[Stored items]
"""

//! String-in/string-out JSON API.
//!
//! Thin wrappers for host applications that want to call the analytics
//! without linking against the Rust types directly. Requests carry a schema
//! version and the full event list; responses are the serialized analysis
//! structures. This layer is the only place the core can return an error,
//! and only for undecodable requests.

use serde::Deserialize;
use tracing::{debug, warn};

use crate::analysis::advisory::build_advice;
use crate::analysis::fatigue::assess_fatigue;
use crate::analysis::tendencies::{analyze, analyze_game};
use crate::error::{CoreError, Result};
use crate::models::PitchEvent;

pub const SCHEMA_VERSION: u8 = 1;

/// Common request envelope for every entry point.
#[derive(Debug, Deserialize)]
#[serde(rename_all = "camelCase")]
pub struct AnalysisRequest {
    pub schema_version: u8,
    pub events: Vec<PitchEvent>,
    /// Optional scope filters applied before analysis.
    #[serde(default)]
    pub pitcher_id: Option<String>,
    #[serde(default)]
    pub game_id: Option<String>,
}

impl AnalysisRequest {
    fn decode(request_json: &str) -> Result<Self> {
        let request: AnalysisRequest = serde_json::from_str(request_json)
            .map_err(|e| CoreError::DeserializationError(e.to_string()))?;
        if request.schema_version != SCHEMA_VERSION {
            warn!(
                "rejecting request with schema version {}",
                request.schema_version
            );
            return Err(CoreError::InvalidParameter(format!(
                "unsupported schema version {}, expected {}",
                request.schema_version, SCHEMA_VERSION
            )));
        }
        Ok(request)
    }

    /// Events after applying the optional pitcher/game scope.
    fn scoped_events(self) -> Vec<PitchEvent> {
        let AnalysisRequest {
            events,
            pitcher_id,
            game_id,
            ..
        } = self;
        events
            .into_iter()
            .filter(|e| pitcher_id.as_deref().map(|p| e.pitcher_id == p).unwrap_or(true))
            .filter(|e| game_id.as_deref().map(|g| e.game_id == g).unwrap_or(true))
            .collect()
    }
}

/// Run the tendency analysis for one pitcher scope.
pub fn analyze_pitcher_json(request_json: &str) -> Result<String> {
    let events = AnalysisRequest::decode(request_json)?.scoped_events();
    debug!("analyzing {} scoped pitch events", events.len());
    Ok(serde_json::to_string(&analyze(&events))?)
}

/// Run the per-pitcher game breakdown.
pub fn analyze_game_json(request_json: &str) -> Result<String> {
    let events = AnalysisRequest::decode(request_json)?.scoped_events();
    debug!("analyzing game with {} pitch events", events.len());
    Ok(serde_json::to_string(&analyze_game(&events))?)
}

/// Run the fatigue assessment.
pub fn assess_fatigue_json(request_json: &str) -> Result<String> {
    let events = AnalysisRequest::decode(request_json)?.scoped_events();
    debug!("assessing fatigue over {} pitch events", events.len());
    Ok(serde_json::to_string(&assess_fatigue(&events))?)
}

/// Build the coaching advisory.
pub fn coaching_advice_json(request_json: &str) -> Result<String> {
    let events = AnalysisRequest::decode(request_json)?.scoped_events();
    debug!("building advice from {} pitch events", events.len());
    Ok(serde_json::to_string(&build_advice(&events))?)
}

"""

--- PROMPT ---
All of the data above needs to be written out exactly.

--- RESULT ---
//! String-in/string-out JSON API.
//!
//! Thin wrappers for host applications that want to call the analytics
//! without linking against the Rust types directly. Requests carry a schema
//! version and the full event list; responses are the serialized analysis
//! structures. This layer is the only place the core can return an error,
//! and only for undecodable requests.

use serde::Deserialize;
use tracing::{debug, warn};

use crate::analysis::advisory::build_advice;
use crate::analysis::fatigue::assess_fatigue;
use crate::analysis::tendencies::{analyze, analyze_game};
use crate::error::{CoreError, Result};
use crate::models::PitchEvent;

pub const SCHEMA_VERSION: u8 = 1;

/// Common request envelope for every entry point.
#[derive(Debug, Deserialize)]
#[serde(rename_all = "camelCase")]
pub struct AnalysisRequest {
    pub schema_version: u8,
    pub events: Vec<PitchEvent>,
    /// Optional scope filters applied before analysis.
    #[serde(default)]
    pub pitcher_id: Option<String>,
    #[serde(default)]
    pub game_id: Option<String>,
}

impl AnalysisRequest {
    fn decode(request_json: &str) -> Result<Self> {
        let request: AnalysisRequest = serde_json::from_str(request_json)
            .map_err(|e| CoreError::DeserializationError(e.to_string()))?;
        if request.schema_version != SCHEMA_VERSION {
            warn!(
                "rejecting request with schema version {}",
                request.schema_version
            );
            return Err(CoreError::InvalidParameter(format!(
                "unsupported schema version {}, expected {}",
                request.schema_version, SCHEMA_VERSION
            )));
        }
        Ok(request)
    }

    /// Events after applying the optional pitcher/game scope.
    fn scoped_events(self) -> Vec<PitchEvent> {
        let AnalysisRequest {
            events,
            pitcher_id,
            game_id,
            ..
        } = self;
        events
            .into_iter()
            .filter(|e| pitcher_id.as_deref().map(|p| e.pitcher_id == p).unwrap_or(true))
            .filter(|e| game_id.as_deref().map(|g| e.game_id == g).unwrap_or(true))
            .collect()
    }
}

/// Run the tendency analysis for one pitcher scope.
pub fn analyze_pitcher_json(request_json: &str) -> Result<String> {
    let events = AnalysisRequest::decode(request_json)?.scoped_events();
    debug!("analyzing {} scoped pitch events", events.len());
    Ok(serde_json::to_string(&analyze(&events))?)
}

/// Run the per-pitcher game breakdown.
pub fn analyze_game_json(request_json: &str) -> Result<String> {
    let events = AnalysisRequest::decode(request_json)?.scoped_events();
    debug!("analyzing game with {} pitch events", events.len());
    Ok(serde_json::to_string(&analyze_game(&events))?)
}

/// Run the fatigue assessment.
pub fn assess_fatigue_json(request_json: &str) -> Result<String> {
    let events = AnalysisRequest::decode(request_json)?.scoped_events();
    debug!("assessing fatigue over {} pitch events", events.len());
    Ok(serde_json::to_string(&assess_fatigue(&events))?)
}

/// Build the coaching advisory.
pub fn coaching_advice_json(request_json: &str) -> Result<String> {
    let events = AnalysisRequest::decode(request_json)?.scoped_events();
    debug!("building advice from {} pitch events", events.len());
    Ok(serde_json::to_string(&build_advice(&events))?)
}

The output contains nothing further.